The study focused on the loss of connectivity between neurons in the hippocampus, a region of the brain associated with learning and memory and how sleep deprivation negatively affects memory.
“It’s clear that sleep plays an important role in memory – we know that taking naps helps us retain important memories. But how sleep deprivation impairs hippocampal function and memory is less obvious,” said Robbert Havekes, assistant professor at the Groningen Institute for Evolutionary Life Sciences.
It has been proposed earlier that changes in the connectivity between synapses – structures that allow neurons to pass signals to each other – can affect memory.

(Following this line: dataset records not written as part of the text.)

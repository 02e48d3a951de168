use chrono::NaiveDate;
use serde::{Deserialize, Serialize};

/// A client as stored in the `clients` table.
///
/// A client that has not been persisted yet carries `id == 0`; the store
/// assigns the real id on insert.
#[derive(sqlx::FromRow, Serialize, Deserialize, Debug, Clone, PartialEq, Eq)]
#[serde(rename_all = "camelCase")]
pub struct Client {
    pub id: i64,
    pub name: String,
    pub surname: String,
    pub email: String,
    pub created_at: NaiveDate,
}

impl Client {
    /// A new, unsaved client stamped with today's date.
    pub fn new(name: String, surname: String, email: String) -> Self {
        Self {
            id: 0,
            name,
            surname,
            email,
            created_at: chrono::Local::now().date_naive(),
        }
    }

    pub fn is_new(&self) -> bool {
        self.id == 0
    }
}
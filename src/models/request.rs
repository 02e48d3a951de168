use serde::Deserialize;
use validator::{Validate, ValidationErrors};

use super::Client;

/// Body of `POST /clients`.
///
/// Fields are optional at the JSON level so that a missing field shows up as
/// a validation message instead of a deserialization failure.
#[derive(Debug, Clone, Default, Deserialize, Validate)]
pub struct NewClientReq {
    #[validate(
        required(message = "must not be null"),
        length(min = 1, message = "must not be empty")
    )]
    pub name: Option<String>,
    #[validate(
        required(message = "must not be null"),
        length(min = 1, message = "must not be empty")
    )]
    pub surname: Option<String>,
    #[validate(
        required(message = "must not be null"),
        email(message = "must be a well-formed email address")
    )]
    pub email: Option<String>,
}

/// Body of `PUT /clients/{id}`. Absent or null fields are left unchanged.
#[derive(Debug, Clone, Default, Deserialize, Validate)]
pub struct ClientPatchReq {
    #[validate(length(min = 1, message = "must not be empty"))]
    pub name: Option<String>,
    #[validate(length(min = 1, message = "must not be empty"))]
    pub surname: Option<String>,
    #[validate(email(message = "must be a well-formed email address"))]
    pub email: Option<String>,
}

impl NewClientReq {
    /// Turn a validated request into an unsaved client.
    pub fn into_client(self) -> Client {
        Client::new(
            self.name.unwrap_or_default(),
            self.surname.unwrap_or_default(),
            self.email.unwrap_or_default(),
        )
    }
}

impl ClientPatchReq {
    /// Overwrite the fields present in the patch.
    pub fn apply_to(self, client: &mut Client) {
        if let Some(surname) = self.surname {
            client.surname = surname;
        }
        if let Some(name) = self.name {
            client.name = name;
        }
        if let Some(email) = self.email {
            client.email = email;
        }
    }
}

/// Run the field rules and render one `Field '<field>' <message>` line per
/// violation, ordered by field name.
pub fn field_errors<T: Validate>(payload: &T) -> Option<Vec<String>> {
    payload.validate().err().map(|errors| describe(&errors))
}

fn describe(errors: &ValidationErrors) -> Vec<String> {
    let mut fields: Vec<_> = errors.field_errors().into_iter().collect();
    fields.sort_by(|a, b| a.0.cmp(&b.0));

    fields
        .into_iter()
        .flat_map(|(field, violations)| {
            violations.iter().map(move |violation| {
                let message = violation
                    .message
                    .as_deref()
                    .unwrap_or(&*violation.code);
                format!("Field '{}' {}", field, message)
            })
        })
        .collect()
}

#[cfg(test)]
mod tests {
    use super::*;
    use chrono::NaiveDate;

    fn new_req(name: &str, surname: &str, email: &str) -> NewClientReq {
        NewClientReq {
            name: Some(name.to_string()),
            surname: Some(surname.to_string()),
            email: Some(email.to_string()),
        }
    }

    #[test]
    fn valid_new_client_passes() {
        assert!(field_errors(&new_req("Ana", "Lopez", "ana@example.com")).is_none());
    }

    #[test]
    fn one_message_per_invalid_field() {
        let errors = field_errors(&new_req("", "Lopez", "not-an-email")).unwrap();
        assert_eq!(
            errors,
            vec![
                "Field 'email' must be a well-formed email address".to_string(),
                "Field 'name' must not be empty".to_string(),
            ]
        );
    }

    #[test]
    fn missing_fields_are_reported_on_create() {
        let errors = field_errors(&NewClientReq::default()).unwrap();
        assert_eq!(errors.len(), 3);
        assert!(errors.contains(&"Field 'surname' must not be null".to_string()));
    }

    #[test]
    fn empty_patch_is_valid() {
        assert!(field_errors(&ClientPatchReq::default()).is_none());
    }

    #[test]
    fn patch_checks_present_fields() {
        let patch = ClientPatchReq {
            surname: Some(String::new()),
            email: Some("still-not-an-email".to_string()),
            ..ClientPatchReq::default()
        };
        let errors = field_errors(&patch).unwrap();
        assert_eq!(errors.len(), 2);
        assert!(errors[0].starts_with("Field 'email'"));
        assert!(errors[1].starts_with("Field 'surname'"));
    }

    #[test]
    fn patch_only_touches_present_fields() {
        let mut client = Client {
            id: 3,
            name: "Ana".to_string(),
            surname: "Lopez".to_string(),
            email: "ana@example.com".to_string(),
            created_at: NaiveDate::from_ymd_opt(2024, 1, 2).unwrap(),
        };
        let patch: ClientPatchReq =
            serde_json::from_str(r#"{"email":"ana.lopez@example.com","name":null}"#).unwrap();
        patch.apply_to(&mut client);

        assert_eq!(client.email, "ana.lopez@example.com");
        assert_eq!(client.name, "Ana");
        assert_eq!(client.surname, "Lopez");
        assert_eq!(client.id, 3);
    }
}
use std::time::Duration;

use anyhow::{Context, Result};
use async_trait::async_trait;
use sqlx::postgres::PgPoolOptions;
use sqlx::PgPool;

use crate::config::Config;
use crate::db::{ClientStore, StoreError, StoreResult};
use crate::models::Client;

/// Schema migrations embedded from `migrations/`
pub static MIGRATOR: sqlx::migrate::Migrator = sqlx::migrate!();

const COLUMNS: &str = "id, name, surname, email, created_at";

/// PostgreSQL-backed client store
#[derive(Clone)]
pub struct Database {
    pool: PgPool,
}

impl Database {
    /// Create a new Database instance with a connection pool
    pub async fn new(config: &Config) -> Result<Self> {
        let url = config.database_url()?;
        let pool = PgPoolOptions::new()
            .max_connections(config.max_connections)
            .acquire_timeout(Duration::from_secs(config.acquire_timeout_secs))
            .connect(url)
            .await
            .context("connect to postgres")?;

        Ok(Self { pool })
    }

    pub async fn migrate(&self) -> Result<()> {
        MIGRATOR
            .run(&self.pool)
            .await
            .context("apply clients migrations")?;
        Ok(())
    }

    async fn insert(&self, client: &Client) -> StoreResult<Client> {
        let query = format!(
            "INSERT INTO clients (name, surname, email, created_at) \
             VALUES ($1, $2, $3, $4) RETURNING {COLUMNS}"
        );
        let created = sqlx::query_as::<_, Client>(&query)
            .bind(&client.name)
            .bind(&client.surname)
            .bind(&client.email)
            .bind(client.created_at)
            .fetch_one(&self.pool)
            .await?;

        Ok(created)
    }

    async fn update(&self, client: &Client) -> StoreResult<Client> {
        let query = format!(
            "UPDATE clients SET name = $1, surname = $2, email = $3 \
             WHERE id = $4 RETURNING {COLUMNS}"
        );
        let updated = sqlx::query_as::<_, Client>(&query)
            .bind(&client.name)
            .bind(&client.surname)
            .bind(&client.email)
            .bind(client.id)
            .fetch_optional(&self.pool)
            .await?;

        updated.ok_or_else(|| StoreError::storage(format!("no client row with id {}", client.id)))
    }
}

#[async_trait]
impl ClientStore for Database {
    async fn find_all(&self) -> StoreResult<Vec<Client>> {
        let query = format!("SELECT {COLUMNS} FROM clients ORDER BY id ASC");
        let clients = sqlx::query_as::<_, Client>(&query)
            .fetch_all(&self.pool)
            .await?;

        Ok(clients)
    }

    async fn find_by_id(&self, id: i64) -> StoreResult<Option<Client>> {
        let query = format!("SELECT {COLUMNS} FROM clients WHERE id = $1");
        let client = sqlx::query_as::<_, Client>(&query)
            .bind(id)
            .fetch_optional(&self.pool)
            .await?;

        Ok(client)
    }

    async fn save(&self, client: Client) -> StoreResult<Client> {
        if client.is_new() {
            self.insert(&client).await
        } else {
            self.update(&client).await
        }
    }

    async fn delete_by_id(&self, id: i64) -> StoreResult<()> {
        sqlx::query("DELETE FROM clients WHERE id = $1")
            .bind(id)
            .execute(&self.pool)
            .await?;

        Ok(())
    }
}
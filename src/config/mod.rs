use std::net::SocketAddr;

use anyhow::{Context, Result};
use dotenvy::dotenv;
use serde::Deserialize;

/// Configuration for the application
#[derive(Debug, Clone, Deserialize)]
pub struct Config {
    /// Database connection URL
    #[serde(default)]
    pub database_url: Option<String>,
    /// Address the HTTP server listens on
    #[serde(default = "default_bind_addr")]
    pub bind_addr: String,
    /// The single front-end origin allowed by CORS
    #[serde(default = "default_allowed_origin")]
    pub allowed_origin: String,
    #[serde(default = "default_max_connections")]
    pub max_connections: u32,
    #[serde(default = "default_acquire_timeout_secs")]
    pub acquire_timeout_secs: u64,
    /// Apply the embedded migrations on start-up
    #[serde(default = "default_true")]
    pub run_migrations: bool,
    /// Default log filter when RUST_LOG is not set
    #[serde(default = "default_log_level")]
    pub log_level: String,
    #[serde(default)]
    pub log_json: bool,
}

fn default_bind_addr() -> String {
    "127.0.0.1:8080".to_string()
}

fn default_allowed_origin() -> String {
    "http://localhost:4200".to_string()
}

fn default_max_connections() -> u32 {
    5
}

fn default_acquire_timeout_secs() -> u64 {
    5
}

fn default_true() -> bool {
    true
}

fn default_log_level() -> String {
    "info".to_string()
}

impl Default for Config {
    fn default() -> Self {
        Self {
            database_url: None,
            bind_addr: default_bind_addr(),
            allowed_origin: default_allowed_origin(),
            max_connections: default_max_connections(),
            acquire_timeout_secs: default_acquire_timeout_secs(),
            run_migrations: default_true(),
            log_level: default_log_level(),
            log_json: false,
        }
    }
}

impl Config {
    /// Load configuration from environment variables
    ///
    /// This function will:
    /// 1. Load variables from .env file if it exists
    /// 2. Deserialize environment variables into Config struct
    pub fn load() -> Result<Self> {
        dotenv().ok();

        let config = envy::from_env::<Config>().context("read configuration from environment")?;

        Ok(config)
    }

    /// Build a configuration from explicit key/value pairs, using the same
    /// variable names as the environment.
    pub fn from_vars<I>(vars: I) -> Result<Self>
    where
        I: IntoIterator<Item = (String, String)>,
    {
        let config = envy::from_iter::<_, Config>(vars).context("parse configuration")?;
        Ok(config)
    }

    /// Get the database URL, failing when none was configured
    pub fn database_url(&self) -> Result<&str> {
        self.database_url
            .as_deref()
            .filter(|url| !url.trim().is_empty())
            .context("DATABASE_URL is not set (use --in-memory to run without a database)")
    }

    pub fn socket_addr(&self) -> Result<SocketAddr> {
        self.bind_addr
            .parse()
            .with_context(|| format!("parse bind address {:?}", self.bind_addr))
    }

    /// Apply command line overrides on top of the environment
    pub fn apply_cli(&mut self, cli: &Cli) {
        if let Some(bind) = &cli.bind {
            self.bind_addr = bind.clone();
        }
        if let Some(url) = &cli.database_url {
            self.database_url = Some(url.clone());
        }
        if let Some(origin) = &cli.allowed_origin {
            self.allowed_origin = origin.clone();
        }
        if cli.no_migrate {
            self.run_migrations = false;
        }
        if cli.log_json {
            self.log_json = true;
        }
    }
}

/// Command line arguments
#[derive(Debug, Default, clap::Parser)]
#[command(name = "client_api", version, about = "HTTP CRUD API for clients")]
pub struct Cli {
    /// Address to listen on, e.g. 0.0.0.0:8080
    #[arg(long)]
    pub bind: Option<String>,

    /// PostgreSQL connection URL
    #[arg(long)]
    pub database_url: Option<String>,

    /// Front-end origin allowed by CORS
    #[arg(long)]
    pub allowed_origin: Option<String>,

    /// Keep clients in memory instead of PostgreSQL
    #[arg(long)]
    pub in_memory: bool,

    /// Skip the embedded schema migrations
    #[arg(long)]
    pub no_migrate: bool,

    /// Emit logs as JSON lines
    #[arg(long)]
    pub log_json: bool,
}

/// Initialize environment variables and load configuration
pub fn init(cli: &Cli) -> Result<Config> {
    let mut config = Config::load()?;
    config.apply_cli(cli);

    Ok(config)
}
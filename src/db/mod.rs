use std::sync::Arc;

use anyhow::Result;
use async_trait::async_trait;
use sqlx::error::ErrorKind;
use sqlx::postgres::PgDatabaseError;
use thiserror::Error;
use tracing::info;

use crate::config::Config;
use crate::models::Client;

mod memory;
mod postgres;

pub use memory::InMemoryStore;
pub use postgres::{Database, MIGRATOR};

/// Failures reported by a client store
#[derive(Error, Debug, Clone, PartialEq, Eq)]
pub enum StoreError {
    /// The database rejected the write because of an integrity rule
    #[error("constraint violation: {}", .0.join(", "))]
    ConstraintViolation(Vec<String>),

    /// Any other persistence failure; carries the most specific cause
    #[error("storage error: {0}")]
    Storage(String),
}

impl StoreError {
    pub fn storage(message: impl Into<String>) -> Self {
        Self::Storage(message.into())
    }
}

pub type StoreResult<T> = std::result::Result<T, StoreError>;

impl From<sqlx::Error> for StoreError {
    fn from(err: sqlx::Error) -> Self {
        let sqlx::Error::Database(db_err) = &err else {
            return Self::Storage(err.to_string());
        };

        let mut message = db_err.message().to_string();
        if let Some(detail) = db_err
            .try_downcast_ref::<PgDatabaseError>()
            .and_then(|pg| pg.detail())
        {
            message = format!("{message} ({detail})");
        }

        match db_err.kind() {
            ErrorKind::UniqueViolation
            | ErrorKind::ForeignKeyViolation
            | ErrorKind::NotNullViolation
            | ErrorKind::CheckViolation => Self::ConstraintViolation(vec![message]),
            _ => Self::Storage(message),
        }
    }
}

/// Persistence operations the HTTP layer needs.
///
/// `find_by_id` reports a missing row as `Ok(None)`. `save` inserts when the
/// client is new (`id == 0`) and updates the row with that id otherwise,
/// returning the stored row either way.
#[async_trait]
pub trait ClientStore: Send + Sync {
    async fn find_all(&self) -> StoreResult<Vec<Client>>;
    async fn find_by_id(&self, id: i64) -> StoreResult<Option<Client>>;
    async fn save(&self, client: Client) -> StoreResult<Client>;
    async fn delete_by_id(&self, id: i64) -> StoreResult<()>;
}

/// Initialize the configured client store
pub async fn init(config: &Config, in_memory: bool) -> Result<Arc<dyn ClientStore>> {
    if in_memory {
        info!("Using in-memory client store");
        return Ok(Arc::new(InMemoryStore::new()));
    }

    let db = Database::new(config).await?;
    info!("Database connection established");

    if config.run_migrations {
        db.migrate().await?;
        info!("Migrations applied");
    }

    Ok(Arc::new(db))
}
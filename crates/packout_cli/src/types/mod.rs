pub mod framework_plugin;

To study this further, the researchers conducted the test on mouse brain and examined the impact of brief periods of sleep loss on the structure of dendrites, the branching extensions of nerve cells along which impulses are received from other synaptic cells.
They first used the Golgi’s silver-staining method to visualise the length of dendrites and number of dendritic spines in the mouse hippocampus following five hours of sleep deprivation, a period of sleep loss that is known to impair memory consolidation.
Their analyses indicated that sleep deprivation significantly reduces the length and spine density of the dendrites belonging to the neurons in the CA1 region of the hippocampus.
They repeated the sleep-loss experiment, but left the mice to sleep undisturbed for three hours afterwards. This period was chosen based on the scientists’ previous work showing that three hours is sufficient to restore deficits caused by lack of sleep. The effects of the five-hour sleep deprivation in the mice were reversed so that their dendritic structures were similar to those observed in the mice that had slept.
The researchers then investigated what was happening during sleep deprivation at the molecular level.
“Our further studies revealed that the molecular mechanisms underlying the negative effects of sleep loss do in fact target cofilin. Blocking this protein in hippocampal neurons of sleep-deprived mice not only prevented the loss of neuronal connectivity, but also made the memory processes resilient to sleep loss,” Havekes added, in the paper published in the journal eLife.